最終話

 肘が何か固い物に当たる感覚があり、設楽は重いまぶたをこじ開けた。すぐ目の前にテーブルの脚が迫っている。


 昨晩、花火の後も伊良部と飲み続けた設楽は、そのまま伊良部の部屋で寝ていたらしい。ザルと言っても良いほど酒に強い伊良部とは違い、設楽はそれほど強くない。缶ビールとチューハイを一本ずつ、あとは水を飲んでいたはずだがその記憶も曖昧だ。尋常でなく速いペースの伊良部と一緒だったため飲み過ぎたらしい。吐き気がするほどではなかったが、頭はひどく痛む。

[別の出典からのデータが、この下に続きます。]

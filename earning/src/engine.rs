//! The earning engine: per-event trigger evaluation (spec.md §4.3). Given a
//! chat message, evaluates every configured trigger in catalog order,
//! applying cooldowns/caps/conditions, crediting through the multiplier
//! stack, recording analytics, and updating daily-activity counters.

use chrono::{DateTime, Utc};
use economy_core::config::{ConfigHandle, EconomyConfig};
use economy_core::events::{ChangeMediaEvent, ChatMsgEvent};
use economy_core::ignored::IgnoredUsers;
use economy_core::keys::{AccountKey, AnalyticsKey, DailyKey, TriggerKey};
use economy_ledger::{DailyActivityField, Ledger};
use economy_presence::PresenceTracker;
use parking_lot::RwLock;
use std::collections::HashSet;
use std::sync::Arc;
use tracing::instrument;

use crate::accumulator::FractionalAccumulator;
use crate::detect;
use crate::error::EarningError;
use crate::multiplier::MultiplierEngine;
use crate::outcome::{EarningSummary, TriggerOutcome};
use crate::state::EngineState;

#[derive(Debug)]
pub struct EarningEngine {
    ledger: Ledger,
    presence: Arc<PresenceTracker>,
    config: ConfigHandle,
    ignored: RwLock<IgnoredUsers>,
    multiplier: Arc<MultiplierEngine>,
    accumulator: FractionalAccumulator,
    state: parking_lot::Mutex<EngineState>,
    known_emotes: RwLock<HashSet<String>>,
}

 床に手をつき、やっとの思いで立ち上がる。よろめきながら壁に手をついて洗面台へと辿り着く。ねばついた口の中を水でゆすぎ、顔を洗い、ようやく頭の中がクリアになってきた。手を振って水を飛ばし、顔を腕で拭いながらはたと気がつく。


「伊良部さん!」


 慌てて部屋を見回すも、伊良部の姿はそこになかった。そして空き缶やつまみの袋であふれ返っていた机や床も片づけられている。部屋の隅に置かれたごみ箱の中にはビニール袋すらなかった。


 その代わりに、机の上に白い封筒が置かれていることに気がついた。横書きで「設楽君へ」とだけ書かれた表面をそっと指で撫でる。風に流れる柳のような字は、何度も手伝いをさせられたときに見たものだ。逡巡したのち、設楽は封のされていないそれを開いた。


  *


 設楽君へ。君がこれを読んでいるということは、もう目が覚めているんだろうね。そしてその頃には僕はそこにいないだろう。悪く思わないでくれ。君に薬を飲ませたことも、君が眠っている間に僕が勝手に出て行ったことも。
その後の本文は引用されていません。